# Your objective
Whenever a line in the records below contains "saved", pick it out.

# Data in this exercise
■ ■ ■ ■ ■

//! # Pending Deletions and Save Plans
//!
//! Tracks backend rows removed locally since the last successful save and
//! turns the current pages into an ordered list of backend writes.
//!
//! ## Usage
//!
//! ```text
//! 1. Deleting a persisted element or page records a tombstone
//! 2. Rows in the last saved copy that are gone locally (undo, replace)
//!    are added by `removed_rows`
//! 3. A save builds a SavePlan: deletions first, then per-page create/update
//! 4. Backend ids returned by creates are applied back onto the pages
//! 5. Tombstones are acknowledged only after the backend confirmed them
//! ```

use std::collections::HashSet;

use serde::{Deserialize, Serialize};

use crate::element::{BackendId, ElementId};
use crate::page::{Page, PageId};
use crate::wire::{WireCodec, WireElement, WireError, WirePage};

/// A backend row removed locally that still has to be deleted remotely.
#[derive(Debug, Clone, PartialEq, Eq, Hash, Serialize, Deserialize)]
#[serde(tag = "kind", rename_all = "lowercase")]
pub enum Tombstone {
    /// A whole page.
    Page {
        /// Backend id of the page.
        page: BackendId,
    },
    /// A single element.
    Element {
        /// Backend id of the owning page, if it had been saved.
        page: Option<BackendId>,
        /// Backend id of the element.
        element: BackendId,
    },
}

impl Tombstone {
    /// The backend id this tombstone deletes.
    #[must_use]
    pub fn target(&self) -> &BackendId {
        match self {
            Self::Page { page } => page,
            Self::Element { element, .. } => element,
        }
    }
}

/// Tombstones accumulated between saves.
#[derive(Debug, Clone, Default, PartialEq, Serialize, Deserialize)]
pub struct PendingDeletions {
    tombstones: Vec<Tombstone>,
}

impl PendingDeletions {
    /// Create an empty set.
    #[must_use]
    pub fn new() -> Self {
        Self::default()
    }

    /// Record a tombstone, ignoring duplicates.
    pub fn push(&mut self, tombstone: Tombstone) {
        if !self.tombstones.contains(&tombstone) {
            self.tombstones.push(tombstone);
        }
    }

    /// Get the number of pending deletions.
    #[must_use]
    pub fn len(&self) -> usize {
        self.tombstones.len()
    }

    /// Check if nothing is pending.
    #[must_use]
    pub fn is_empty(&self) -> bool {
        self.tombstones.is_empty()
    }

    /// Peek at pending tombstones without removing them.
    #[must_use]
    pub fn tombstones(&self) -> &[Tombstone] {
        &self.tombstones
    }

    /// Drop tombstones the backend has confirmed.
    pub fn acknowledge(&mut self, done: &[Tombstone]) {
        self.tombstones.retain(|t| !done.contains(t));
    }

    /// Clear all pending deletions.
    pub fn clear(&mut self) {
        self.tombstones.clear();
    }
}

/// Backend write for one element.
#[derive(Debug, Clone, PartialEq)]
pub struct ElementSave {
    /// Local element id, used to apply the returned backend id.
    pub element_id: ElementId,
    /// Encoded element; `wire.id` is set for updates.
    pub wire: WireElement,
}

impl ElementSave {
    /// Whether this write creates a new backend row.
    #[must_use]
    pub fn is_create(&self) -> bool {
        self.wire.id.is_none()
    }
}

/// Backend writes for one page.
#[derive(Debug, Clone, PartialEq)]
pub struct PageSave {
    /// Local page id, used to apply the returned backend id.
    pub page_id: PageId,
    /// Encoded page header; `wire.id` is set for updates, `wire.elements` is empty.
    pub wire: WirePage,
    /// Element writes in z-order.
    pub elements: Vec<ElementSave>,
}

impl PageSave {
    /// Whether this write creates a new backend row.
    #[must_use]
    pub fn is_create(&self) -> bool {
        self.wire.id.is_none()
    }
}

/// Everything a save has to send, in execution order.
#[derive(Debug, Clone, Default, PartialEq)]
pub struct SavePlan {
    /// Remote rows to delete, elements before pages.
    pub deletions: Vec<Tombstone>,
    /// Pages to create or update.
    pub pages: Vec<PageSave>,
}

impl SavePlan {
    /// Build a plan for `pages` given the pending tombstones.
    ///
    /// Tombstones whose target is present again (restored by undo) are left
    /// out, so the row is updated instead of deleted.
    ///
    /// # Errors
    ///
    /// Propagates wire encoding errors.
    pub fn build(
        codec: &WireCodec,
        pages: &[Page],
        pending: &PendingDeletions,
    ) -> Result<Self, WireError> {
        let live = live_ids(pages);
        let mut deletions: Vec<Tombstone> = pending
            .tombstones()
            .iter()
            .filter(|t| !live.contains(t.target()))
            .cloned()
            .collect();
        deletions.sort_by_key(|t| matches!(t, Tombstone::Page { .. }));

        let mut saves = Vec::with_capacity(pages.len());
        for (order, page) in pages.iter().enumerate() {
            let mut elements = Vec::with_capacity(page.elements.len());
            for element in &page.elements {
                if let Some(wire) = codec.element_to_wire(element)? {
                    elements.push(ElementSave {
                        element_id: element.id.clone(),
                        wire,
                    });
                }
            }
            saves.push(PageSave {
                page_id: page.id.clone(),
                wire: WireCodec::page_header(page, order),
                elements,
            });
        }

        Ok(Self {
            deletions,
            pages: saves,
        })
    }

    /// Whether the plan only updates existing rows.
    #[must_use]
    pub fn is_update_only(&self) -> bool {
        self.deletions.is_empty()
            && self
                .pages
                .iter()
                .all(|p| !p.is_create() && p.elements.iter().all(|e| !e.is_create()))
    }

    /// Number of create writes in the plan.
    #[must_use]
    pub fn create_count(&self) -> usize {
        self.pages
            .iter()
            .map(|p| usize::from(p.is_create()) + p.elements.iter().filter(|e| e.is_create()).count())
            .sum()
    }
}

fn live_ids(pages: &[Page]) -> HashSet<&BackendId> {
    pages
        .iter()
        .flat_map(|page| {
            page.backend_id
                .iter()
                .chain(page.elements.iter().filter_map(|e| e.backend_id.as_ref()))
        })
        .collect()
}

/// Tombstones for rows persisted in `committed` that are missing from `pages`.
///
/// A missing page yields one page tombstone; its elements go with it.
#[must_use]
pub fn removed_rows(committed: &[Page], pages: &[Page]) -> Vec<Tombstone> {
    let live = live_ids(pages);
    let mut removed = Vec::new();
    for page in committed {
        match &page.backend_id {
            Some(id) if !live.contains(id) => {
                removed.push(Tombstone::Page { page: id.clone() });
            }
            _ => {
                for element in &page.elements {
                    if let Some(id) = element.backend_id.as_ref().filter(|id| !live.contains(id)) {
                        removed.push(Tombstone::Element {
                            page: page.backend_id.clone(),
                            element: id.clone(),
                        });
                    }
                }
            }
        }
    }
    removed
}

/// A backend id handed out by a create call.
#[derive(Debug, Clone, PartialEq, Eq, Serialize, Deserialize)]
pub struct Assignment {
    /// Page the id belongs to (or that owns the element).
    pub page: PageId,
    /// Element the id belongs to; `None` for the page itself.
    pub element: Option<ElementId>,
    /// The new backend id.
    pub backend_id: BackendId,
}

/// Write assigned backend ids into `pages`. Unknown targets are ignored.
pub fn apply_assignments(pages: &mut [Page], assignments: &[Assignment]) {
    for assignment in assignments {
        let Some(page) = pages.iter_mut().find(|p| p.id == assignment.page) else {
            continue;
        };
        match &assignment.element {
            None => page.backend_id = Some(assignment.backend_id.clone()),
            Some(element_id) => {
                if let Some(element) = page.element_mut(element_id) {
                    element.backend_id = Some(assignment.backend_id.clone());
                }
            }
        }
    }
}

■ ■ ■ ■ ■

# Response below
//! 2. Rows in the last saved copy that are gone locally (undo, replace)
        /// Backend id of the owning page, if it had been saved.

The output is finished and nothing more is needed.